Whale allows you to set communication parameters to enable various optimization features. This topic describes how to set communication parameters in Whale and the communication parameters that are supported by Whale.

Configuration method

Whale allows you to optimize communication by using multiple methods and set parameters by using environment variables. You can set parameters in the training code or scripts to enable optimization features.
  • Set parameters in the training code
    You can configure environment variables in os.environ. For example, you can run the following command to enable Hierarchical AllReduce communication by setting the communication parameter WHALE_COMMUNICATION_HIERARCHICAL_ALL_REDUCE. For more information, see the "Communication parameters" section in this topic.
    import os
    os.environ["WHALE_COMMUNICATION_HIERARCHICAL_ALL_REDUCE"]="True"
    Assume that you use Machine Learning Studio to submit a task and have not set communication parameters in the training code. You can use PAI-TensorFlow to pass hyperparameters during training. Then, run the preceding code to assign values to environment variables. For more information about hyperparameters, see Hyperparameters supported by PAI-TensorFlow.
  • Set parameters in scripts
    A launch script is provided in a Deep Learning Containers (DLC) environment or when you start training.

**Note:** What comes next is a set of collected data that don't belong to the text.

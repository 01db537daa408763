//! Process-wide configuration, loaded once at startup.
//!
//! ```json
//! {
//!   "storageKind": "file",
//!   "connectionTarget": "data/used_names.csv",
//!   "roster": ["Alice", "Bob"]
//! }
//! ```

use std::fmt;
use std::path::Path;
use std::str::FromStr;

use serde::{Deserialize, Serialize};

use crate::domain::{ConfigError, NameRoster};

/// Which `DrawStore` adapter backs the engine.
#[derive(Debug, Clone, Copy, PartialEq, Eq, Serialize, Deserialize)]
#[serde(rename_all = "camelCase")]
pub enum StorageKind {
    /// CSV file at `connectionTarget`.
    File,
    /// `used_names` table; `connectionTarget` is a `postgres://` or `sqlite:` URL.
    RelationalTable,
    /// Process-local, lost on exit. `connectionTarget` is ignored.
    Memory,
}

impl fmt::Display for StorageKind {
    fn fmt(&self, f: &mut fmt::Formatter<'_>) -> fmt::Result {
        let s = match self {
            StorageKind::File => "file",
            StorageKind::RelationalTable => "relationalTable",
            StorageKind::Memory => "memory",
        };
        f.write_str(s)
    }
}

impl FromStr for StorageKind {
    type Err = String;

    fn from_str(s: &str) -> Result<Self, Self::Err> {
        match s {
            "file" => Ok(StorageKind::File),
            "relationalTable" | "relational-table" | "relational_table" => {
                Ok(StorageKind::RelationalTable)
            }
            "memory" => Ok(StorageKind::Memory),
            other => Err(format!(
                "unknown storage kind {other:?} (expected file, relationalTable or memory)"
            )),
        }
    }
}

/// Relational backends recognized from the connection URL scheme.
#[derive(Debug, Clone, Copy, PartialEq, Eq)]
pub enum RelationalBackend {
    Postgres,
    Sqlite,
}

impl RelationalBackend {
    pub fn from_url(url: &str) -> Option<Self> {
        if url.starts_with("postgres://") || url.starts_with("postgresql://") {
            Some(RelationalBackend::Postgres)
        } else if url.starts_with("sqlite:") {
            Some(RelationalBackend::Sqlite)
        } else {
            None
        }
    }
}

#[derive(Debug, Clone, PartialEq, Eq, Serialize, Deserialize)]
#[serde(rename_all = "camelCase")]
pub struct RotaConfig {
    pub storage_kind: StorageKind,
    #[serde(default)]
    pub connection_target: String,
    pub roster: Vec<String>,
}

impl RotaConfig {
    pub fn from_path(path: impl AsRef<Path>) -> Result<Self, ConfigError> {
        let path = path.as_ref();
        let raw = std::fs::read_to_string(path).map_err(|source| ConfigError::Read {
            path: path.to_path_buf(),
            source,
        })?;
        Self::from_json_str(&raw)
    }

    pub fn from_json_str(raw: &str) -> Result<Self, ConfigError> {
        Ok(serde_json::from_str(raw)?)
    }

    /// Check the connection target against the storage kind and build the
    /// roster. Any error here is fatal at startup.
    pub fn validate(&self) -> Result<NameRoster, ConfigError> {
        let roster = NameRoster::new(self.roster.iter().map(String::as_str))?;
        self.validate_target()?;
        Ok(roster)
    }

    fn validate_target(&self) -> Result<(), ConfigError> {
        let target = self.connection_target.trim();
        match self.storage_kind {
            StorageKind::Memory => Ok(()),
            _ if target.is_empty() => Err(ConfigError::MissingConnectionTarget),
            StorageKind::File => Ok(()),
            StorageKind::RelationalTable => match RelationalBackend::from_url(target) {
                Some(_) => Ok(()),
                None => Err(ConfigError::InvalidConnectionTarget {
                    kind: self.storage_kind.to_string(),
                    target: target.to_string(),
                    reason: "expected a postgres:// or sqlite: URL".to_string(),
                }),
            },
        }
    }
}

#[cfg(test)]
mod tests {
    use super::*;
    use rstest::rstest;

    fn config(kind: StorageKind, target: &str, roster: &[&str]) -> RotaConfig {
        RotaConfig {
            storage_kind: kind,
            connection_target: target.to_string(),
            roster: roster.iter().map(|s| s.to_string()).collect(),
        }
    }

    #[test]
    fn parses_camel_case_json() {
        let cfg = RotaConfig::from_json_str(
            r#"{"storageKind":"relationalTable","connectionTarget":"sqlite://rota.db","roster":["Alice","Bob"]}"#,
        )
        .unwrap();
        assert_eq!(cfg.storage_kind, StorageKind::RelationalTable);
        assert_eq!(cfg.connection_target, "sqlite://rota.db");
        assert_eq!(cfg.validate().unwrap().len(), 2);
    }

    #[test]
    fn memory_kind_needs_no_target() {
        let cfg = RotaConfig::from_json_str(r#"{"storageKind":"memory","roster":["Alice"]}"#).unwrap();
        assert!(cfg.validate().is_ok());
    }

    #[test]
    fn unknown_kind_is_a_parse_error() {
        let err = RotaConfig::from_json_str(
            r#"{"storageKind":"redis","connectionTarget":"x","roster":["A"]}"#,
        )
        .unwrap_err();
        assert!(matches!(err, ConfigError::Parse(_)));
    }

    #[test]
    fn empty_roster_fails_validation() {
        let err = config(StorageKind::File, "used.csv", &[]).validate().unwrap_err();
        assert!(matches!(err, ConfigError::EmptyRoster));
    }

    #[rstest]
    #[case::file_blank(StorageKind::File, "  ")]
    #[case::table_blank(StorageKind::RelationalTable, "")]
    fn missing_target_fails_validation(#[case] kind: StorageKind, #[case] target: &str) {
        let err = config(kind, target, &["Alice"]).validate().unwrap_err();
        assert!(matches!(err, ConfigError::MissingConnectionTarget));
    }

    #[rstest]
    #[case::mysql("mysql://localhost/rota")]
    #[case::bare_path("rota.db")]
    fn non_relational_url_fails_validation(#[case] target: &str) {
        let err = config(StorageKind::RelationalTable, target, &["Alice"])
            .validate()
            .unwrap_err();
        assert!(matches!(err, ConfigError::InvalidConnectionTarget { .. }));
    }

    #[rstest]
    #[case::postgres("postgres://u:p@db:5432/rota", RelationalBackend::Postgres)]
    #[case::postgresql("postgresql://db/rota", RelationalBackend::Postgres)]
    #[case::sqlite_file("sqlite://rota.db", RelationalBackend::Sqlite)]
    #[case::sqlite_memory("sqlite::memory:", RelationalBackend::Sqlite)]
    fn recognizes_relational_backends(#[case] url: &str, #[case] expected: RelationalBackend) {
        assert_eq!(RelationalBackend::from_url(url), Some(expected));
    }

    #[test]
    fn unreadable_file_reports_its_path() {
        let err = RotaConfig::from_path("/definitely/not/here/rota.json").unwrap_err();
        assert!(matches!(err, ConfigError::Read { ref path, .. } if path.ends_with("rota.json")));
    }

    #[rstest]
    #[case("file", StorageKind::File)]
    #[case("relationalTable", StorageKind::RelationalTable)]
    #[case("relational-table", StorageKind::RelationalTable)]
    #[case("memory", StorageKind::Memory)]
    fn storage_kind_from_str(#[case] raw: &str, #[case] expected: StorageKind) {
        assert_eq!(raw.parse::<StorageKind>().unwrap(), expected);
    }
}
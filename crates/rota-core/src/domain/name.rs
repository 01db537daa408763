use serde::{Deserialize, Serialize};
use std::fmt;

/// A candidate name. Only equality is ever inspected.
#[derive(Debug, Clone, PartialEq, Eq, Hash, PartialOrd, Ord, Serialize, Deserialize)]
#[serde(transparent)]
pub struct Name(String);

impl Name {
    pub fn new(s: impl Into<String>) -> Self {
        Self(s.into())
    }

    pub fn as_str(&self) -> &str {
        &self.0
    }

    pub fn is_blank(&self) -> bool {
        self.0.trim().is_empty()
    }
}

impl fmt::Display for Name {
    fn fmt(&self, f: &mut fmt::Formatter<'_>) -> fmt::Result {
        self.0.fmt(f)
    }
}

impl From<&str> for Name {
    fn from(s: &str) -> Self {
        Self::new(s)
    }
}

impl From<String> for Name {
    fn from(s: String) -> Self {
        Self(s)
    }
}

impl PartialEq<str> for Name {
    fn eq(&self, other: &str) -> bool {
        self.0 == other
    }
}

impl PartialEq<&str> for Name {
    fn eq(&self, other: &&str) -> bool {
        self.0 == *other
    }
}
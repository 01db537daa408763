//! NameRoster: the fixed, ordered candidate list.

use std::collections::HashSet;

use super::errors::ConfigError;
use super::name::Name;

/// Ordered, immutable list of candidate names.
///
/// Duplicate entries are allowed; membership is by value, so a name listed
/// twice is still a single candidate.
#[derive(Debug, Clone, PartialEq, Eq)]
pub struct NameRoster {
    names: Vec<Name>,
}

impl NameRoster {
    /// Build a roster, rejecting an empty list or blank entries.
    pub fn new<I, N>(names: I) -> Result<Self, ConfigError>
    where
        I: IntoIterator<Item = N>,
        N: Into<Name>,
    {
        let names: Vec<Name> = names.into_iter().map(Into::into).collect();
        if names.is_empty() {
            return Err(ConfigError::EmptyRoster);
        }
        if let Some(index) = names.iter().position(Name::is_blank) {
            return Err(ConfigError::BlankName { index });
        }
        Ok(Self { names })
    }

    /// Names in configured order, duplicates included.
    pub fn names(&self) -> &[Name] {
        &self.names
    }

    /// Distinct names, keeping the first occurrence's position.
    pub fn distinct(&self) -> Vec<Name> {
        let mut seen = HashSet::new();
        self.names
            .iter()
            .filter(|n| seen.insert(*n))
            .cloned()
            .collect()
    }

    pub fn contains(&self, name: &Name) -> bool {
        self.names.contains(name)
    }

    pub fn len(&self) -> usize {
        self.names.len()
    }

    pub fn is_empty(&self) -> bool {
        self.names.is_empty()
    }
}
use std::io::{self, BufRead, Write};
use std::path::PathBuf;
use std::process::ExitCode;

use clap::{Parser, Subcommand};
use thiserror::Error;
use tokio::time::{Duration, sleep};
use tracing_subscriber::EnvFilter;

use rota_core::app::DynDrawEngine;
use rota_core::{DrawOutcome, EngineBuilder, RotaConfig, StorageKind, StoreError};

// ── CLI definition ─────────────────────────────────────────────────

#[derive(Parser)]
#[command(
    name = "rota",
    about = "Draw who goes next from a fixed roster, without repeats until everyone had a turn"
)]
struct Cli {
    /// JSON config file ({storageKind, connectionTarget, roster})
    #[arg(long, short, env = "ROTA_CONFIG", default_value = "rota.json")]
    config: PathBuf,

    /// Override storageKind from the config file
    #[arg(long, env = "ROTA_STORAGE_KIND")]
    storage_kind: Option<StorageKind>,

    /// Override connectionTarget from the config file
    #[arg(long, env = "ROTA_CONNECTION_TARGET")]
    connection_target: Option<String>,

    #[command(subcommand)]
    command: Command,
}

#[derive(Subcommand)]
enum Command {
    /// Create the draw table/file if it does not exist
    Init,
    /// Draw the next name
    Draw {
        /// Seconds of countdown before the name is revealed
        #[arg(long, default_value_t = 0)]
        countdown: u64,
    },
    /// Clear the whole draw history
    Reset {
        /// Skip the confirmation prompt
        #[arg(long, short)]
        yes: bool,
    },
    /// List past draws, most recent first
    History {
        #[arg(long)]
        json: bool,
    },
    /// Show who has been drawn and who is left in this cycle
    Status {
        #[arg(long)]
        json: bool,
    },
}

/// Failures after the engine is built. Configuration errors exit earlier.
#[derive(Debug, Error)]
enum CliError {
    #[error(transparent)]
    Store(#[from] StoreError),

    #[error("could not read the confirmation answer: {0}")]
    Prompt(#[source] io::Error),

    #[error("could not encode output as JSON: {0}")]
    Encode(#[from] serde_json::Error),
}

impl CliError {
    /// Message shown on stderr before exiting.
    fn user_message(&self) -> String {
        match self {
            CliError::Store(e) => format!("{e}. Please try again."),
            other => other.to_string(),
        }
    }
}

fn init_tracing() {
    let filter = EnvFilter::try_from_default_env().unwrap_or_else(|_| EnvFilter::new("info"));
    tracing_subscriber::fmt()
        .with_env_filter(filter)
        .with_writer(io::stderr)
        .init();
}

fn load_config(cli: &Cli) -> Result<RotaConfig, rota_core::ConfigError> {
    let mut config = RotaConfig::from_path(&cli.config)?;
    if let Some(kind) = cli.storage_kind {
        config.storage_kind = kind;
    }
    if let Some(target) = &cli.connection_target {
        config.connection_target = target.clone();
    }
    Ok(config)
}

/// 確認プロンプト（reset の前に presentation 側で行う）
fn confirm(prompt: &str) -> io::Result<bool> {
    print!("{prompt} [y/N] ");
    io::stdout().flush()?;
    let mut answer = String::new();
    io::stdin().lock().read_line(&mut answer)?;
    Ok(matches!(answer.trim(), "y" | "Y" | "yes" | "Yes"))
}

async fn run(engine: &DynDrawEngine, command: Command) -> Result<(), CliError> {
    match command {
        Command::Init => {
            println!("Draw store is ready.");
        }
        Command::Draw { countdown } => match engine.draw().await {
            DrawOutcome::Selected { name, .. } => {
                // サスペンスは表示側だけの演出（draw 自体は遅延しない）
                for i in (1..=countdown).rev() {
                    println!("Revealing in {i}...");
                    sleep(Duration::from_secs(1)).await;
                }
                println!("{name} is up next!");
            }
            DrawOutcome::ExhaustedAndReset => {
                println!("Everyone has had a turn. History cleared; starting over.");
                println!("Run `rota draw` again to pick the first name of the new cycle.");
            }
            DrawOutcome::Failed(e) => return Err(e.into()),
        },
        Command::Reset { yes } => {
            let confirmed =
                yes || confirm("Clear the whole draw history?").map_err(CliError::Prompt)?;
            if !confirmed {
                println!("Nothing cleared.");
                return Ok(());
            }
            engine.reset_all().await?;
            println!("History cleared; starting over.");
        }
        Command::History { json } => {
            let records = engine.history().await?;
            if json {
                let out = serde_json::to_string_pretty(&records)?;
                println!("{out}");
            } else if records.is_empty() {
                println!("No draws yet.");
            } else {
                for record in records {
                    println!(
                        "{:>6}  {}  {}",
                        record.id,
                        record.drawn_at.format("%Y-%m-%d %H:%M:%S"),
                        record.name
                    );
                }
            }
        }
        Command::Status { json } => {
            let status = engine.status().await?;
            if json {
                let out = serde_json::to_string_pretty(&status)?;
                println!("{out}");
            } else {
                let join = |names: &[rota_core::Name]| {
                    names.iter().map(|n| n.as_str()).collect::<Vec<_>>().join(", ")
                };
                println!("drawn {}/{}: {}", status.drawn.len(), status.total, join(&status.drawn[..]));
                println!("left: {}", join(&status.available[..]));
            }
        }
    }
    Ok(())
}

#[tokio::main]
async fn main() -> ExitCode {
    init_tracing();
    let cli = Cli::parse();

    // (A) 設定を読み込んで検証（不正なら draw は一度も実行しない）
    let engine = match load_config(&cli).and_then(|config| EngineBuilder::new(config).build()) {
        Ok(engine) => engine,
        Err(e) => {
            tracing::error!(error = %e, "configuration error");
            eprintln!("configuration error: {e}");
            return ExitCode::from(2);
        }
    };

    // (B) 保存先を用意してからコマンドを実行
    let result = match engine.initialize().await {
        Ok(()) => run(&engine, cli.command).await,
        Err(e) => Err(e.into()),
    };

    // (C) 後片付け（プールを閉じる）
    engine.shutdown().await;

    match result {
        Ok(()) => ExitCode::SUCCESS,
        Err(e) => {
            eprintln!("{}", e.user_message());
            ExitCode::FAILURE
        }
    }
}

#[cfg(test)]
mod tests {
    use super::*;

    #[test]
    fn store_failures_keep_the_retry_hint() {
        let err = CliError::from(StoreError::unavailable("io: disk full"));
        assert_eq!(
            err.user_message(),
            "storage unavailable: io: disk full. Please try again."
        );
    }

    #[test]
    fn prompt_failures_are_not_reported_as_storage() {
        let err = CliError::Prompt(io::Error::new(io::ErrorKind::UnexpectedEof, "closed"));
        let message = err.user_message();
        assert!(message.contains("confirmation"));
        assert!(!message.contains("storage unavailable"));
    }

    #[test]
    fn encoding_failures_are_not_reported_as_storage() {
        let json = serde_json::from_str::<serde_json::Value>("{").unwrap_err();
        let message = CliError::from(json).user_message();
        assert!(message.contains("JSON"));
        assert!(!message.contains("storage unavailable"));
    }
}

You can configure environment variables in the script.
    • Configure the environment variables at the beginning of the script.
      export WHALE_COMMUNICATION_HIERARCHICAL_ALL_REDUCE=True
      ...
      python train.py
      train.py indicates a training file.
    • Configure the environment variables before statements are loaded for execution.
      WHALE_COMMUNICATION_HIERARCHICAL_ALL_REDUCE=True python train.py
      train.py indicates a training file.

Communication parameters

The following table describes the communication parameters that are supported by Whale.
Parameter Description Type Default value Remarks
WHALE_COMMUNICATION_SPARSE_AS_DENSE Specifies whether to convert sparse gradients to dense gradients for communication during gradient synchronization. Valid values:
  • False: The conversion feature is disabled. Sparse gradients are communicated by using AllGather.
  • True: Sparse gradients are converted to dense gradients for communication.
BOOL False After the sparse gradients are converted to dense gradients, the dense shape does not swell much. In this case, enable the conversion feature. For example, the dense shape of the BertLarge model does not swell much after the sparse gradients are converted to dense gradients. In this case, enable the conversion feature.
WHALE_COMMUNICATION_NUM_SPLITS The number of gradient groups for gradient blending when gradients are communicated. INT 5 Whale automatically adjusts the number of gradient groups. Manual configuration is not required.
WHALE_COMMUNICATION_NUM_COMMUNICATORS The number of communicators for parallel communication when gradients are communicated. A value of None indicates that the number of communicators is the same as that of the gradient groups. The communicators are created for parallel communication. INT None A greater number of communicators indicates a larger amount of concurrent communication and higher graphics processing unit (GPU) memory usage. When the GPU memory is insufficient or an alert is sent to you to indicate that the memory is occupied, you can set this parameter to 2 or 1.
WHALE_COMMUNICATION_HIERARCHICAL_ALL_REDUCE Specifies whether to enable hierarchical AllReduce communication for dense gradients. Valid values:
  • False: The feature is disabled.
  • True: The feature is enabled to perform hierarchical AllReduce communication.
BOOL False Assume that bandwidths vary greatly in a server or between servers. For example, NVLink is used in the server or the transmission rate between servers is 25 Gbit/s. If the shape of dense gradients is large, you can enable this feature to accelerate communication.
WHALE_COMMUNICATION_HIERARCHICAL_ALL_GATHER Specifies whether to enable hierarchical AllGather communication for sparse gradients. Valid values:
  • False: The feature is disabled.
  • True: The feature is enabled to perform hierarchical AllGather communication.
BOOL False Assume that bandwidths vary greatly in a server or between servers and the shape of sparse gradients is large, you can enable this feature to accelerate communication.
WHALE_COMMUNICATION_DENSE_FP16 Specifies whether to enable half-precision communication for dense gradients. Valid values:
  • False: The feature is disabled.
  • True: The feature is enabled to perform half-precision communication.
BOOL False If you enable this feature, the communication traffic of dense gradients is reduced by half. However, this may deteriorate convergence performance and you need to tune parameters.
WHALE_COMMUNICATION_SPARSE_FP16 Specifies whether to enable half-precision communication for sparse gradients. Valid values:
  • False: The feature is disabled.
  • True: The feature is enabled to perform half-precision communication.
BOOL False If you enable this feature, the communication traffic of sparse gradients is reduced by half. However, this may deteriorate convergence performance and you need to tune parameters.
WHALE_COMMUNICATION_FP16_SCALE The gradient scale factor that is used to prevent gradients from vanishing when half-precision communication is performed. A value of None indicates that no scale factor is specified. FLOAT None When half-precision communication is enabled, you can use this parameter to tune parameters.